It’s up to you if you want to forgive but at least you know he ended it, he cut contact and , he has enthusiastically worked on the marriage, that is a lot better than most waywards do. The number threads we have of waywards breaking contact and worst of all, pining away while being emotionally absent tells me you have a higher chance of successfully reconciling.


----------



## Athena33 (Feb 19, 2021)

QuietRiot said:


> To me it makes sense it took him a good while to come out of the affair fog thinking, and he kept trying to be “friends” with her which was probably more like an EA being continued. Obviously that’s going to burn out without proximity since they went PA already...
> 
> It DOES bother me it took coercion to get the truth out. How long was he planning on lying about this? Likely FOREVER. What would also bother me is being the plan B as was mentioned before. Had she not moved away? The PA would have likely been much more prolific and maybe continued to this day, while you were treated like poo. Her moving away is what actually ended this.
> 
> You have some good things going on for sure, but you also have to figure out if you can come to terms with this and accept it... some people here can’t accept it years later even though they chose to reconcile. So it’s a good idea to take time for yourself and sort this out without the pressure of reconciliation.





jsmart said:


> So he hit once and quit it. Must have not been that good or the guilt was killing him; probably both. It sounds like he learned that what he had at home was much better than he realized, which is why he kicked into high gear in trying to be a good husband.
> 
> It’s up to you if you want to forgive but at least you know he ended it, he cut contact and , he has enthusiastically worked on the marriage, that is a lot better than most waywards do. The number threads we have of waywards breaking contact and worst of all, pining away while being emotionally absent tells me you have a higher chance of successfully reconciling.
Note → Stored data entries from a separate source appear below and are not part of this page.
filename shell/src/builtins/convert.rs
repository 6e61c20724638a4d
use super::{first, BuiltinRegistry};
use crate::error::{ShellError, ShellResult};

/// Parse an unsigned integer in `radix`, allowing the usual `0x`/`0b`/`0o`
/// prefix and `_` separators.
fn parse_radix(text: &str, radix: u32) -> ShellResult<u64> {
    let prefix = match radix {
        2 => "0b",
        8 => "0o",
        16 => "0x",
        _ => "",
    };
    let trimmed = text.trim();
    let digits = if prefix.is_empty() {
        trimmed
    } else {
        trimmed
            .strip_prefix(prefix)
            .or_else(|| trimmed.strip_prefix(&prefix.to_uppercase()))
            .unwrap_or(trimmed)
    };
    u64::from_str_radix(&digits.replace('_', ""), radix)
        .map_err(|_| ShellError::invalid(format!("not a base-{radix} number: '{text}'")))
}

fn render(n: u64, radix: u32) -> String {
    match radix {
        2 => format!("{n:b}"),
        8 => format!("{n:o}"),
        16 => format!("{n:x}"),
        _ => n.to_string(),
    }
}

fn register_conversion(r: &mut BuiltinRegistry, name: &'static str, from: u32, to: u32) {
    let description = format!("Convert base {from} to base {to}");
    r.register(name, &description, &format!("{name} NUMBER"), move |a: &[String]| {
        if a.is_empty() {
            return Err(ShellError::invalid(format!("usage: {name} NUMBER")));
        }
        Ok(render(parse_radix(first(a), from)?, to))
    });
}

pub(super) fn register(r: &mut BuiltinRegistry) {
    for (name, from, to) in [
        ("dec2hex", 10, 16),
        ("hex2dec", 16, 10),
        ("dec2bin", 10, 2),
        ("bin2dec", 2, 10),
        ("dec2oct", 10, 8),
        ("oct2dec", 8, 10),
        ("bin2hex", 2, 16),
        ("hex2bin", 16, 2),
    ] {
        register_conversion(r, name, from, to);
    }
}

#[cfg(test)]
mod tests {
    use crate::builtins::{args, BuiltinRegistry};

    fn run(name: &str, values: &[&str]) -> String {
        BuiltinRegistry::with_defaults()
            .execute(name, &args(values))
            .unwrap()
    }

    #[test]
    fn conversions() {
        assert_eq!(run("dec2hex", &["255"]), "ff");
        assert_eq!(run("hex2dec", &["0xFF"]), "255");
        assert_eq!(run("dec2bin", &["10"]), "1010");
        assert_eq!(run("bin2dec", &["0b1010"]), "10");
        assert_eq!(run("dec2oct", &["8"]), "10");
        assert_eq!(run("oct2dec", &["777"]), "511");
        assert_eq!(run("bin2hex", &["1111_0000"]), "f0");
        assert_eq!(run("hex2bin", &["a"]), "1010");
        assert_eq!(run("hex2dec", &["ffffffffffffffff"]), u64::MAX.to_string());
    }

    #[test]
    fn bad_digits_are_rejected() {
        let registry = BuiltinRegistry::with_defaults();
        for (name, value) in [("bin2dec", "102"), ("hex2dec", "xyz"), ("dec2hex", "-1"), ("oct2dec", "")] {
            let err = registry.execute(name, &args(&[value])).unwrap_err();
            assert!(err.to_string().starts_with(name), "{err}");
        }
        assert!(registry.execute("dec2hex", &[]).is_err());
    }
}
//! Module authoring: create, inspect and remove module directories.

use crate::error::{ModuleError, ModuleResult};
use crate::manager::ModuleManager;
use crate::metadata::ModuleKind;
use crate::runner::ModuleRunner;
use std::path::{Path, PathBuf};
use tracing::info;

const METADATA_TEMPLATE: &str = r#"name: {name}
description: "Description of your module"
type: {kind}
author: Your Name
version: 1.0.0
tags:
  - custom
options:
  target:
    type: string
    description: Target parameter
    required: true
required:
  - target
"#;

const PYTHON_TEMPLATE: &str = r#"#!/usr/bin/env python3
"""
Module: {name}
"""

import os
import sys


def main():
    target = os.getenv("ARG_TARGET") or "localhost"
    print(f"[*] Module executing on {target}")
    try:
        print("[+] Module completed successfully!")
    except Exception as e:
        print(f"[!] Error: {e}")
        sys.exit(1)


if __name__ == "__main__":
    main()
"#;

const BASH_TEMPLATE: &str = r#"#!/bin/bash
# Module: {name}

TARGET="${ARG_TARGET:-localhost}"

echo "[*] Module executing on $TARGET"

echo "[+] Module completed successfully!"
"#;

/// A module name must be a single plain path component.
fn validate_name(name: &str) -> ModuleResult<()> {
    let valid = !name.is_empty()
        && name != "."
        && name != ".."
        && name
            .chars()
            .all(|c| c.is_ascii_alphanumeric() || matches!(c, '_' | '-' | '.'));
    if valid {
        Ok(())
    } else {
        Err(ModuleError::InvalidName(name.to_string()))
    }
}

fn script_template(kind: &ModuleKind) -> Option<&'static str> {
    match kind {
        ModuleKind::Python => Some(PYTHON_TEMPLATE),
        ModuleKind::Bash => Some(BASH_TEMPLATE),
        ModuleKind::Other(_) => None,
    }
}

#[cfg(unix)]
fn make_executable(path: &Path) -> std::io::Result<()> {
    use std::os::unix::fs::PermissionsExt;
    std::fs::set_permissions(path, std::fs::Permissions::from_mode(0o755))
}

#[cfg(not(unix))]
fn make_executable(_path: &Path) -> std::io::Result<()> {
    Ok(())
}

impl ModuleManager {
    /// Scaffold `name` with a `module.yaml` and an entry script for `kind`,
    /// then re-scan. Returns the new module directory.
    pub fn create_module(&self, name: &str, kind: &ModuleKind) -> ModuleResult<PathBuf> {
        validate_name(name)?;
        let (Some(template), Some(entry)) = (script_template(kind), kind.entry_point()) else {
            return Err(ModuleError::UnsupportedType {
                name: name.to_string(),
                kind: kind.to_string(),
            });
        };

        let dir = self.modules_dir().join(name);
        if dir.exists() {
            return Err(ModuleError::AlreadyExists(name.to_string()));
        }
        std::fs::create_dir_all(&dir)?;

        let metadata = METADATA_TEMPLATE
            .replace("{name}", name)
            .replace("{kind}", kind.as_str());
        std::fs::write(dir.join("module.yaml"), metadata)?;

        let script = dir.join(entry);
        std::fs::write(&script, template.replace("{name}", name))?;
        make_executable(&script)?;

        info!(module = name, kind = %kind, dir = %dir.display(), "created module");
        self.discover()?;
        Ok(dir)
    }

    /// Files of a module, relative to its directory, one level of
    /// subdirectories deep, sorted. Directories end with `/`.
    pub fn module_files(&self, name: &str) -> ModuleResult<Vec<String>> {
        let module = self
            .module(name)
            .ok_or_else(|| ModuleError::NotFound(name.to_string()))?;

        let mut files = Vec::new();
        for entry in sorted_entries(&module.path)? {
            let file_name = entry.file_name().to_string_lossy().into_owned();
            if entry.path().is_dir() {
                files.push(format!("{file_name}/"));
                for sub in sorted_entries(&entry.path())? {
                    files.push(format!("{file_name}/{}", sub.file_name().to_string_lossy()));
                }
            } else {
                files.push(file_name);
            }
        }
        Ok(files)
    }

    /// Remove a module directory and re-scan. Returns the removed path.
    pub fn delete_module(&self, name: &str) -> ModuleResult<PathBuf> {
        let module = self
            .module(name)
            .ok_or_else(|| ModuleError::NotFound(name.to_string()))?;
        std::fs::remove_dir_all(&module.path)?;
        info!(module = name, dir = %module.path.display(), "deleted module");
        self.discover()?;
        Ok(module.path)
    }
}

fn sorted_entries(dir: &Path) -> ModuleResult<Vec<std::fs::DirEntry>> {
    let mut entries = std::fs::read_dir(dir)?.collect::<Result<Vec<_>, _>>()?;
    entries.sort_by_key(std::fs::DirEntry::file_name);
    Ok(entries)
}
Thank you very much for your responses. That is essentially the story as I understand it and the story I keep telling myself. Hopefully I’m not fooling myself, and know I still have a long road ahead of me, but I truly appreciate the encouragement.


----------



## bobert (Nov 22, 2018)

Personally, I wouldn't put a ton of focus on him getting caught rather than confessing.

You could have come here saying your husband confessed out of the blue and most people still wouldn't see that as a good thing. They would say that someone must have found out or threatened to tell you and he wanted to give you his story first. It's kind of a damned if you do, damned if you don't thing. There are also people who would say he only told you to ease his conscience and dump it on you. 
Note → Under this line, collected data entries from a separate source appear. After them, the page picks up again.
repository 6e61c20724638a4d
use std::path::PathBuf;
use thiserror::Error;

#[derive(Debug, Error)]
pub enum ConfigError {
    #[error("Failed to read config file {path}: {source}")]
    ReadFile {
        path: PathBuf,
        source: std::io::Error,
    },

    #[error("Failed to parse YAML: {0}")]
    ParseYaml(#[from] serde_yaml::Error),

    #[error("Invalid config value: {0}")]
    InvalidValue(String),
}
If he swore to himself that he will never, ever do it again, he may have had a hard time deciding whether he should keep it to himself or not. Yes, he could have just been afraid of the consequences, or he might have wanted to avoid hurting you (I'm not saying that's the right thing). 

I also would try not to play the "what if" game. Yes, if she hadn't moved away and he hadn't of been caught and all sorts of other things, MAYBE they would still be sleeping together. But that's not the situation you're dealing with and "what if's" don't help. Easier said than done, I know. It does get easier though and those thoughts can stop eventually (at least for me they have).


----------



## QuietRiot (Sep 10, 2020)

bobert said:


> Personally, I wouldn't put a ton of focus on him getting caught rather than confessing.
> 
> You could have come here saying your husband confessed out of the blue and most people still wouldn't see that as a good thing. They would say that someone must have found out or threatened to tell you and he wanted to give you his story first. It's kind of a damned if you do, damned if you don't thing. There are also people who would say he only told you to ease his conscience and dump it on you.
> 
> ...


For me, I think these things and dissect them because it points to the character of the person. In my mind, someone who allows themselves to hide it and never come clean, someone who never planned on breaking it off and wouldn’t have, is much different character than a person who faces it, comes clean of their own accord and had broke it off because they couldn’t live that way or realized fully the weight of their bad decisions and did something about it... not doing an “oh ****” after the affair didn’t work out... and “hope that never comes out!”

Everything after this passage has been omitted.